Vox es manada. Abascales hay muchos: los hay que miran de lejos, envidiando hazañas de otros mientras se contentan con misoginia pasiva, de la que no se nota. Los hay que atacan con clase y garbo, adormeciendo a compañeras y sometiéndolas con galantería. Y los hay más bastos, burdos. Sin medias barreras. Jugando a ser el tío Ethan de nueva alcurnia, aludiendo a viejas glorias y exigiendo unos privilegios que ya tienen, mas temen les sean arrebatados. Desde su sofá, juegan a indios y vaqueros como si fuesen niños. Solo que esta vez hay vidas en juego: CIES que legitiman la esclavitud, feminicidios escondidos tras el amor romántico, pueblos explotados que no tienen una bandera lo suficientemente patriota para que se les escuche.
Mientras toda esta distopia sucede, otras siguen con sus tareas diarias: cuidar, dialogar y trabajar sin pausa. Intentando limpiar el desastre que ellos van dejando en cada esquina, recogiendo los pedazos de esta democracia de postín que nos han colado. Cansadas de tanto discurso vacuo, muchas y muchos nos preguntamos cómo seguir, hasta qué punto habrá que soportar este juego de niños que está costando tantas vidas y sufrimiento. Con cuidado, no vaya a ser que se pongan imbéciles por encima de sus posibilidades y acaben cargándoselo todo.
Por si no fuera poco, este héroe frustrado tiene otra cara. Se dice feminista y de izquierdas. Que cuida y (nos) protege, o al menos eso cuenta. Y, movido por esa ya consabida sed de venganza patriarcal, alude a la misma violencia que su compañero. Se agarra del discurso fácil y pulsional para levantar corazones soterrados. Un discurso que habla de ecología, de progresismo y al que le ha dado por teñirse de violeta. Un violeta violento que no escucha más que a su ego. Un violeta usurpado de las mujeres que nos precedieron.

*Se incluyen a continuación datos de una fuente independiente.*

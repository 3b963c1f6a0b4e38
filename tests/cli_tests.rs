//! End-to-end tests for the `parlance` binary using `assert_cmd`.

use anyhow::{Context, Result};
use assert_cmd::Command;
use insta::{Settings, assert_snapshot};
use predicates::prelude::*;
use rstest::{fixture, rstest};
use test_support::LocaleDir;

#[fixture]
fn locales() -> Result<LocaleDir> {
    LocaleDir::new()?
        .with_locale(
            "en-US",
            "msgid: greet\nmsgstr: Hello, {0}!\nmsgid: range\nmsgstr: {0} to {1}\nmsgid: total\nmsgstr: {0:.2} EUR\nns: menu\nmsgid: open\nmsgstr: Open\nmsgid: quit\nmsgstr: Quit\n",
        )?
        .with_locale(
            "es-ES",
            "msgid: greet\nmsgstr: ¡Hola, {0}!\nns: menu\nmsgid: open\nmsgstr: Abrir\n",
        )
}

fn parlance(dir: &LocaleDir) -> Result<Command> {
    let mut cmd = Command::cargo_bin("parlance").context("locate parlance binary")?;
    cmd.arg("--root").arg(dir.root().as_str());
    Ok(cmd)
}

#[rstest]
fn translate_prints_formatted_message(locales: Result<LocaleDir>) -> Result<()> {
    let dir = locales?;
    parlance(&dir)?
        .args(["--locale", "es-ES", "translate", "greet", "Ana"])
        .assert()
        .success()
        .stdout("¡Hola, Ana!\n");
    parlance(&dir)?
        .args(["--locale", "es-ES", "translate", "total", "3.456"])
        .assert()
        .success()
        .stdout("3.46 EUR\n");
    Ok(())
}

#[rstest]
fn translate_reads_settings_from_config_file(locales: Result<LocaleDir>) -> Result<()> {
    let dir = locales?;
    dir.write(
        "parlance.toml",
        format!("locale_root = \"{}\"\nlocale = \"es-ES\"\n", dir.root()).as_bytes(),
    )?;
    Command::cargo_bin("parlance")
        .context("locate parlance binary")?
        .arg("--config")
        .arg(dir.path("parlance.toml").as_str())
        .args(["translate", "--namespace", "menu", "open"])
        .assert()
        .success()
        .stdout("Abrir\n");
    Ok(())
}

#[rstest]
fn translate_fails_on_missing_arguments(locales: Result<LocaleDir>) -> Result<()> {
    let dir = locales?;
    parlance(&dir)?
        .args(["translate", "range", "1"])
        .assert()
        .failure()
        .stdout("")
        .stderr(predicate::str::contains("failed to format message 'range'"));
    Ok(())
}

#[rstest]
fn verbose_logging_reports_locale_fallback(locales: Result<LocaleDir>) -> Result<()> {
    let dir = locales?;
    parlance(&dir)?
        .args(["--verbose", "--locale", "fr-FR", "translate", "greet", "Zoé"])
        .assert()
        .success()
        .stdout("Hello, Zoé!\n")
        .stderr(predicate::str::contains("requested locale unavailable"));
    Ok(())
}

#[rstest]
fn list_snapshot(locales: Result<LocaleDir>) -> Result<()> {
    let dir = locales?;
    let output = parlance(&dir)?
        .args(["--locale", "es-ES", "list"])
        .output()
        .context("run parlance list")?;
    anyhow::ensure!(output.status.success(), "list should succeed");
    let stdout = String::from_utf8(output.stdout).context("stdout is UTF-8")?;

    let mut settings = Settings::new();
    settings.set_snapshot_path(concat!(env!("CARGO_MANIFEST_DIR"), "/tests/snapshots/cli"));
    settings.bind(|| {
        assert_snapshot!("list_es_es", stdout);
    });
    Ok(())
}

#[rstest]
fn check_lists_skipped_lines(locales: Result<LocaleDir>) -> Result<()> {
    let dir = locales?;
    dir.write("draft.locale", b"msgid: a\nmsgid: b\nmsgstr: B\nnotes\n")?;
    let file = dir.path("draft.locale");
    parlance(&dir)?
        .arg("check")
        .arg(file.as_str())
        .assert()
        .success()
        .stdout(format!(
            "{file}:1: msgid without msgstr: msgid: a\n{file}:4: unrecognized line: notes\n{file}: 1 message(s), 2 dropped line(s)\n"
        ));
    parlance(&dir)?
        .args(["check", "--strict"])
        .arg(file.as_str())
        .assert()
        .failure()
        .stderr(predicate::str::contains("2 locale line(s) would be dropped"));
    Ok(())
}

#[rstest]
#[case(&["translate"])]
#[case(&["--locale", "../secrets", "list"])]
#[case(&["check"])]
fn rejects_invalid_usage(#[case] args: &[&str]) -> Result<()> {
    Command::cargo_bin("parlance")
        .context("locate parlance binary")?
        .args(args)
        .assert()
        .failure()
        .code(2);
    Ok(())
}
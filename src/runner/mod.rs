//! CLI execution and command dispatch logic.
//!
//! This module keeps `main` minimal by providing a single entry point that
//! handles command execution. Output is rendered into a buffer and written in
//! one go so a closed pipe (for example `parlance list | head`) is not
//! reported as a failure.

mod error;

pub use error::RunnerError;

use crate::cli::{CheckArgs, Cli, Commands, ListArgs, TranslateArgs};
use crate::dictionary::DEFAULT_NAMESPACE;
use crate::parser::parse_dictionary;
use crate::source::{FileSystem, LocaleSource};
use crate::store::LocaleStore;
use anyhow::{Context, Result};
use camino::Utf8Path;
use std::io::{self, Write};
use tracing::{debug, info};

/// Execute the parsed [`Cli`] commands, writing results to standard output.
///
/// # Errors
///
/// Returns an error if configuration loading, locale file reading,
/// formatting, or writing to standard output fails.
pub fn run(cli: &Cli) -> Result<()> {
    let mut stdout = io::stdout().lock();
    run_with_writer(cli, &mut stdout)
}

/// Execute the parsed [`Cli`] commands, writing results to `out`.
///
/// # Errors
///
/// Returns an error if configuration loading, locale file reading,
/// formatting, or writing to `out` fails.
pub fn run_with_writer(cli: &Cli, out: &mut impl Write) -> Result<()> {
    let (rendered, outcome) = match &cli.command {
        Commands::Translate(args) => (translate(&open_store(cli)?, args)?, Ok(())),
        Commands::List(args) => (list(&open_store(cli)?, args), Ok(())),
        Commands::Check(args) => check(args)?,
    };
    write_all_ignoring_broken_pipe(out, rendered.as_bytes()).context("write output")?;
    flush_ignoring_broken_pipe(out).context("flush output")?;
    outcome.map_err(Into::into)
}

fn open_store(cli: &Cli) -> Result<LocaleStore> {
    let config = cli.store_config().context("load configuration")?;
    info!(
        root = %config.locale_root,
        locale = %config.locale,
        default_locale = %config.default_locale,
        "opening locale store"
    );
    let store = LocaleStore::new(config);
    if store.locale() != store.config().locale {
        debug!(
            requested = %store.config().locale,
            effective = store.locale(),
            "requested locale unavailable"
        );
    }
    Ok(store)
}

fn translate(store: &LocaleStore, args: &TranslateArgs) -> Result<String> {
    let namespace = args.namespace.as_deref().unwrap_or(DEFAULT_NAMESPACE);
    let mut text = if args.args.is_empty() {
        store.translate_namespaced(namespace, &args.id)
    } else {
        store
            .translate_namespaced_args(namespace, &args.id, &args.args)
            .map_err(|source| RunnerError::Format {
                id: args.id.clone(),
                source,
            })?
    };
    text.push('\n');
    Ok(text)
}

fn list(store: &LocaleStore, args: &ListArgs) -> String {
    let mut out = format!(
        "# locale: {} (default: {})\n",
        store.locale(),
        store.default_locale()
    );
    for entry in store
        .entries()
        .into_iter()
        .filter(|entry| args.namespace.as_deref().is_none_or(|ns| ns == entry.namespace))
    {
        out.push_str(&format!(
            "{}\t{}\t{}\n",
            entry.namespace, entry.id, entry.template
        ));
    }
    out
}

fn check(args: &CheckArgs) -> Result<(String, Result<(), RunnerError>)> {
    let mut out = String::new();
    let mut lossy = 0;
    for path in &args.files {
        let text = read_locale_file(path)?;
        let outcome = parse_dictionary(&text);
        for skip in &outcome.diagnostics {
            out.push_str(&format!(
                "{path}:{}: {}: {}\n",
                skip.line, skip.reason, skip.text
            ));
        }
        let skipped = outcome
            .diagnostics
            .iter()
            .filter(|skip| skip.reason.is_lossy())
            .count();
        lossy += skipped;
        out.push_str(&format!(
            "{path}: {} message(s), {skipped} dropped line(s)\n",
            outcome.dictionary.len()
        ));
    }
    let outcome = if args.strict && lossy > 0 {
        Err(RunnerError::CheckFailed { count: lossy })
    } else {
        Ok(())
    };
    Ok((out, outcome))
}

fn read_locale_file(path: &Utf8Path) -> Result<String> {
    let file = path
        .file_name()
        .map(Utf8Path::new)
        .ok_or_else(|| RunnerError::NotAFile {
            path: path.to_path_buf(),
        })?;
    let root = path.parent().unwrap_or_else(|| Utf8Path::new(""));
    FileSystem
        .read_to_string(root, file)
        .with_context(|| format!("read locale file {path}"))
}

fn is_broken_pipe(err: &io::Error) -> bool {
    err.kind() == io::ErrorKind::BrokenPipe
}

fn write_all_ignoring_broken_pipe(writer: &mut impl Write, bytes: &[u8]) -> io::Result<()> {
    match writer.write_all(bytes) {
        Ok(()) => Ok(()),
        Err(err) if is_broken_pipe(&err) => Ok(()),
        Err(err) => Err(err),
    }
}

fn flush_ignoring_broken_pipe(writer: &mut impl Write) -> io::Result<()> {
    match writer.flush() {
        Ok(()) => Ok(()),
        Err(err) if is_broken_pipe(&err) => Ok(()),
        Err(err) => Err(err),
    }
}
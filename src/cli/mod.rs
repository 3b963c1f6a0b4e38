//! Command line interface definition using clap.
//!
//! This module defines the [`Cli`] structure and its subcommands. Global
//! flags override values read from the optional `--config` TOML file, which
//! in turn override [`StoreConfig::default`].

use camino::Utf8PathBuf;
use clap::{Args, Parser, Subcommand};

use crate::config::{ConfigError, StoreConfig};
use crate::format::FormatArg;

mod parsing;

pub use parsing::parse_format_arg;
use parsing::parse_locale;

/// Look up translations in file-backed locale catalogues.
#[derive(Debug, Parser, Clone, PartialEq)]
#[command(author, version, about, long_about = None)]
pub struct Cli {
    /// TOML file providing `locale_root`, `locale`, `default_locale` and
    /// `extension`.
    #[arg(long, value_name = "FILE")]
    pub config: Option<Utf8PathBuf>,

    /// Directory containing locale files.
    #[arg(short = 'r', long = "root", value_name = "DIR")]
    pub locale_root: Option<Utf8PathBuf>,

    /// Locale to translate into.
    #[arg(short, long, value_name = "LOCALE", value_parser = parse_locale)]
    pub locale: Option<String>,

    /// Locale used when a translation or locale file is missing.
    #[arg(long, value_name = "LOCALE", value_parser = parse_locale)]
    pub default_locale: Option<String>,

    /// Suffix appended to a locale name to form its file name.
    #[arg(long, value_name = "SUFFIX")]
    pub extension: Option<String>,

    /// Enable verbose diagnostic logging.
    #[arg(short, long)]
    pub verbose: bool,

    /// Command to execute.
    #[command(subcommand)]
    pub command: Commands,
}

impl Cli {
    /// Build the store configuration from the config file and flags.
    ///
    /// # Errors
    ///
    /// Returns a [`ConfigError`] when `--config` names a file that cannot be
    /// read or parsed.
    pub fn store_config(&self) -> Result<StoreConfig, ConfigError> {
        let mut config = match &self.config {
            Some(path) => StoreConfig::load(path)?,
            None => StoreConfig::default(),
        };
        if let Some(root) = &self.locale_root {
            config.locale_root.clone_from(root);
        }
        if let Some(locale) = &self.locale {
            config.locale.clone_from(locale);
        }
        if let Some(default_locale) = &self.default_locale {
            config.default_locale.clone_from(default_locale);
        }
        if let Some(extension) = &self.extension {
            config.extension.clone_from(extension);
        }
        Ok(config)
    }
}

/// Available top-level commands for Parlance.
#[derive(Debug, Subcommand, PartialEq, Clone)]
pub enum Commands {
    /// Print the translation for a message id.
    Translate(TranslateArgs),

    /// List the messages visible for the effective locale.
    List(ListArgs),

    /// Report lines a locale file parser would skip.
    Check(CheckArgs),
}

/// Arguments accepted by the `translate` command.
#[derive(Debug, Args, PartialEq, Clone)]
pub struct TranslateArgs {
    /// Namespace to look the message up in.
    #[arg(short, long, value_name = "NAMESPACE")]
    pub namespace: Option<String>,

    /// Message id to translate.
    #[arg(value_name = "ID")]
    pub id: String,

    /// Positional arguments substituted into the template.
    ///
    /// Values that look like integers, floats or booleans are passed as
    /// such; everything else is passed as text. Supplying any argument
    /// enables formatting.
    #[arg(
        value_name = "ARG",
        value_parser = parse_format_arg,
        allow_negative_numbers = true
    )]
    pub args: Vec<FormatArg>,
}

/// Arguments accepted by the `list` command.
#[derive(Debug, Args, PartialEq, Eq, Clone)]
pub struct ListArgs {
    /// Only list messages in this namespace.
    #[arg(short, long, value_name = "NAMESPACE")]
    pub namespace: Option<String>,
}

/// Arguments accepted by the `check` command.
#[derive(Debug, Args, PartialEq, Eq, Clone)]
pub struct CheckArgs {
    /// Locale files to check.
    #[arg(value_name = "FILE", required = true)]
    pub files: Vec<Utf8PathBuf>,

    /// Fail when any line would be dropped.
    #[arg(long)]
    pub strict: bool,
}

Sí, es cierto. Fue necesaria la acción directa para lograr nuestros derechos. Pero la acción llevada a cabo por las mujeres tenía por foco el sistema: frente al garrote, las sufragistas atacaban los medios de producción (las fábricas) los medios de comunicación (los buzones de correos) y la propiedad privada. En el feminismo, la violencia se despatriarcaliza. La resistencia silenciosa pero efectiva nos muestra otra forma de luchar, quizá incluso más efectiva.
De los claveles lusos a la resistencia de los cuidados, otra forma de revolución es posible. Sin más sangre. Sin más dolor. Sin más muertes. Con más diálogo. Dicen algunos que nos volvemos débiles. Débiles, dicen. Débil no ha de ser quien da a luz, quien logra encontrar su identidad sexual por encima de arquetipos y estereotipos impuestos. Débil, quien cruza la frontera por un futuro mejor para sus hijos. Débil quien resiste y rechaza el juego fácil del fuego rápido.
Enfrentarse una vez más con la más fiera dialéctica no traería nada bueno. Buscar el entendimiento, por duro que sea, quizá pueda aportarnos, como mínimo, algo nuevo. Probar a escuchar, a ir más allá del gatillo fácil. Quizá esa sea una buena propuesta de gobierno. Superando egos y acercando posturas. Quemando, sí, pero solo banderas y privilegios. Que el único orgullo que prevalezca sea el del arcoíris.
Lo cierto es que esto que proponemos algunas es bastante más complejo que lanzarse a una guerra de improperios contra el adversario. Seducir con la libertad no es tan sencillo como abasallar con el odio, es cierto. Pero quizá sea más efectivo, quién sabe.